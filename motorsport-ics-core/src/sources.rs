pub mod base;
pub mod feed;

use std::{sync::Arc, time::Duration};

use async_trait::async_trait;
use tokio::{sync::watch, time::Instant};

use crate::{Error, PageContext, RawEvent, Result};

pub use base::*;
pub use feed::FeedSource;

/// Cooperative cancellation: fires at the collection deadline or when triggered externally.
#[derive(Debug, Clone)]
pub struct CancelSignal {
    deadline: Instant,
    trigger: Option<watch::Receiver<bool>>,
}

/// Handle that cancels every [`CancelSignal`] cloned from its pair.
#[derive(Debug)]
pub struct CancelTrigger(watch::Sender<bool>);

impl CancelTrigger {
    pub fn cancel(&self) {
        // No receivers left means nothing to cancel
        let _ = self.0.send(true);
    }
}

impl CancelSignal {
    pub fn new(deadline: Instant) -> Self {
        Self {
            deadline,
            trigger: None,
        }
    }

    /// A signal that can also be fired before the deadline.
    pub fn with_trigger(deadline: Instant) -> (Self, CancelTrigger) {
        let (tx, rx) = watch::channel(false);
        (
            Self {
                deadline,
                trigger: Some(rx),
            },
            CancelTrigger(tx),
        )
    }

    pub fn deadline(&self) -> Instant {
        self.deadline
    }

    pub fn is_cancelled(&self) -> bool {
        Instant::now() >= self.deadline
            || self.trigger.as_ref().is_some_and(|rx| *rx.borrow())
    }

    /// `Err(Error::Cancelled)` once the signal has fired. Sources call this at I/O boundaries.
    pub fn check(&self) -> Result<()> {
        if self.is_cancelled() {
            Err(Error::Cancelled)
        } else {
            Ok(())
        }
    }

    /// Completes when the signal fires.
    pub async fn cancelled(&self) {
        let mut trigger = self.trigger.clone();
        let triggered = async {
            match trigger.as_mut() {
                Some(rx) => loop {
                    if *rx.borrow_and_update() {
                        return;
                    }
                    if rx.changed().await.is_err() {
                        std::future::pending::<()>().await;
                    }
                },
                None => std::future::pending::<()>().await,
            }
        };
        tokio::select! {
            _ = tokio::time::sleep_until(self.deadline) => {}
            _ = triggered => {}
        }
    }
}

/// Per-attempt information handed to a source.
#[derive(Debug, Clone)]
pub struct FetchContext {
    /// 1-based attempt number
    pub attempt: u32,
    /// Timeout the collector enforces on this attempt
    pub timeout: Duration,
    pub cancel: CancelSignal,
}

/// Events extracted from one source, in extraction order, plus the page context around them.
#[derive(Debug, Clone, Default)]
pub struct SourceBatch {
    pub events: Vec<RawEvent>,
    pub context: PageContext,
}

/// An event listing the collector can fetch from.
#[async_trait]
pub trait Source: Send + Sync {
    /// Unique source name
    fn name(&self) -> &str;

    fn description(&self) -> &str {
        ""
    }

    /// Higher priority wins representative election during deduplication
    fn priority(&self) -> u32;

    /// Per-attempt timeout overriding the collector default
    fn timeout(&self) -> Option<Duration> {
        None
    }

    /// Fetch one batch.
    ///
    /// Implementations should call `ctx.cancel.check()` between I/O steps and
    /// return transient errors (`Error::Timeout`, connection failures) only for
    /// failures worth retrying.
    async fn fetch(&self, ctx: &FetchContext) -> Result<SourceBatch>;
}

/// Registered sources, in registration order.
#[derive(Default, Clone)]
pub struct SourceRegistry {
    sources: Vec<Arc<dyn Source>>,
}

impl SourceRegistry {
    pub fn new() -> Self {
        Self::default()
    }

    /// Register a source, replacing any previous source with the same name.
    pub fn register(&mut self, source: Arc<dyn Source>) {
        match self.sources.iter().position(|s| s.name() == source.name()) {
            Some(idx) => self.sources[idx] = source,
            None => self.sources.push(source),
        }
    }

    pub fn get_source(&self, name: &str) -> Option<Arc<dyn Source>> {
        self.sources.iter().find(|s| s.name() == name).cloned()
    }

    /// (name, description, priority) of every source.
    pub fn list_sources(&self) -> impl Iterator<Item = (&str, &str, u32)> {
        self.sources
            .iter()
            .map(|s| (s.name(), s.description(), s.priority()))
    }

    pub fn sources(&self) -> &[Arc<dyn Source>] {
        &self.sources
    }

    pub fn len(&self) -> usize {
        self.sources.len()
    }

    pub fn is_empty(&self) -> bool {
        self.sources.is_empty()
    }
}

════════════════

» Problem to work on: Could you restate word for word the lines above from the one containing "fn timeout(&self) ->" through the one containing "failures worth retrying.", both included, and nothing else?

» Finished exercise:
    fn timeout(&self) -> Option<Duration> {
        None
    }

    /// Fetch one batch.
    ///
    /// Implementations should call `ctx.cancel.check()` between I/O steps and
    /// return transient errors (`Error::Timeout`, connection failures) only for
    /// failures worth retrying.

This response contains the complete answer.